(Saved data entries)
:::

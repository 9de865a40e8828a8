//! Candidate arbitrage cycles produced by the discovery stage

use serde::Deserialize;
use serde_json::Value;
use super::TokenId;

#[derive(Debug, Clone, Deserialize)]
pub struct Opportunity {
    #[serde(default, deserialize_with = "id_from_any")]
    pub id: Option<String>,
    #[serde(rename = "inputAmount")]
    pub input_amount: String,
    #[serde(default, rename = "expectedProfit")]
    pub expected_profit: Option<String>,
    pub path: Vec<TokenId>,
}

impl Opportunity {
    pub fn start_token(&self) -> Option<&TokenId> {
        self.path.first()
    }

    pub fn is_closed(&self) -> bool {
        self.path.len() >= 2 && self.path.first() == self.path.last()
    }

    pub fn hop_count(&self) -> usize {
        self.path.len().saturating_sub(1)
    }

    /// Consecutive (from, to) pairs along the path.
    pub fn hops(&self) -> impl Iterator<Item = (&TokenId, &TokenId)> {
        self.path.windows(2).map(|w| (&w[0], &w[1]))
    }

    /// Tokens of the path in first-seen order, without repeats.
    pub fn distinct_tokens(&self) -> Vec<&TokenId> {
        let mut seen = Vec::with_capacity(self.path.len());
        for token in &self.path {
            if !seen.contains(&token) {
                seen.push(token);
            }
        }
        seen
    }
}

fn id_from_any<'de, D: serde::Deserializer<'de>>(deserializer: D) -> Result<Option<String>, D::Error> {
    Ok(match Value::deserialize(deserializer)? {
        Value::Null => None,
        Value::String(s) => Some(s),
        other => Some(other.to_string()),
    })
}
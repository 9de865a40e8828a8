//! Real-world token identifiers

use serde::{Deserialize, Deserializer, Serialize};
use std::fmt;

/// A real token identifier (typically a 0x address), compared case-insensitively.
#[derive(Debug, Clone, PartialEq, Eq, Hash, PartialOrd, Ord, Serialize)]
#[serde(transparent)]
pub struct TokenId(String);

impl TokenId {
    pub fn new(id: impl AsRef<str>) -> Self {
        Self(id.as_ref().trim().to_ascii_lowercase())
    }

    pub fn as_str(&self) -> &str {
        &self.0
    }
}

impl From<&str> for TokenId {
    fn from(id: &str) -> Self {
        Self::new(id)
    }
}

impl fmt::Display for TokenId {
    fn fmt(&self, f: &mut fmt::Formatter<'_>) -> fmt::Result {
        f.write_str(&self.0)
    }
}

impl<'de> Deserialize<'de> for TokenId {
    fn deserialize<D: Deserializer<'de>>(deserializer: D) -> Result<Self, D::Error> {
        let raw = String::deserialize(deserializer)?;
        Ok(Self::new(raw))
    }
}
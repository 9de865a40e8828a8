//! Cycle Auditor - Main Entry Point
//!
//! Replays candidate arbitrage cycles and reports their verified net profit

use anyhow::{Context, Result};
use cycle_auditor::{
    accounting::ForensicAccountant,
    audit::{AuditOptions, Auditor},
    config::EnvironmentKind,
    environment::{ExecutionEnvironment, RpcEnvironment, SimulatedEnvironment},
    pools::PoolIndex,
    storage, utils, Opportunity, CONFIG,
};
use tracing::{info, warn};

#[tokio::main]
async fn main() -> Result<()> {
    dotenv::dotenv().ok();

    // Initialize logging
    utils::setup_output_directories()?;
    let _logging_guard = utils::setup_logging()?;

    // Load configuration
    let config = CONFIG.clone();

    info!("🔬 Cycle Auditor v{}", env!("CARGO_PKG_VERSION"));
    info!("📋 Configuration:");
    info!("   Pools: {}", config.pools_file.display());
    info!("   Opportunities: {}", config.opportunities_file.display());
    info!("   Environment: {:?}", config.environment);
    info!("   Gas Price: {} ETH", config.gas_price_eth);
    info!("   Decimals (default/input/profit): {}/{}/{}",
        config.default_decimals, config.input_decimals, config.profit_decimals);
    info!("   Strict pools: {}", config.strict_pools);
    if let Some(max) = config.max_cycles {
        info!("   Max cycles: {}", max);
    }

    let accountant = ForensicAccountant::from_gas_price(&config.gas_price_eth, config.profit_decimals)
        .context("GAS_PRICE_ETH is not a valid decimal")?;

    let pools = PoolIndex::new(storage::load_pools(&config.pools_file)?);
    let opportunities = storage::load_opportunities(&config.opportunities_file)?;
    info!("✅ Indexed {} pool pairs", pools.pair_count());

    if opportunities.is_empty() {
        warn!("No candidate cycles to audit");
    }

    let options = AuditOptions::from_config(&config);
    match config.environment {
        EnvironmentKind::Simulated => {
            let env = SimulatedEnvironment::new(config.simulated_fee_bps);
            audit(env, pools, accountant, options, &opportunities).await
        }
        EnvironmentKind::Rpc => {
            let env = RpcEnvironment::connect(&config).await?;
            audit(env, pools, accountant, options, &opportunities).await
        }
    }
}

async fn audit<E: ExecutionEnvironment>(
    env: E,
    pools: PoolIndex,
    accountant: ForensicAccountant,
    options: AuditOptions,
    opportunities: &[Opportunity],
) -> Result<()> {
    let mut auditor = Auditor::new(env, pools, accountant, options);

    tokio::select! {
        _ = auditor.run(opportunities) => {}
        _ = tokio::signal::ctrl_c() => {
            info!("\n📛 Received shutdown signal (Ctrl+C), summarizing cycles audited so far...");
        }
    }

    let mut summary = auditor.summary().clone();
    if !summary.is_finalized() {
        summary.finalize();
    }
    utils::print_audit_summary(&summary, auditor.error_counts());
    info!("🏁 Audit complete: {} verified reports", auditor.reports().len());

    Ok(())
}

:::

◆ **GOAL OF THE EXERCISE**
In the entries above, copy each line that contains the string "rename".

◆ **WRITTEN SOLUTION**
    #[serde(rename = "inputAmount")]
    #[serde(default, rename = "expectedProfit")]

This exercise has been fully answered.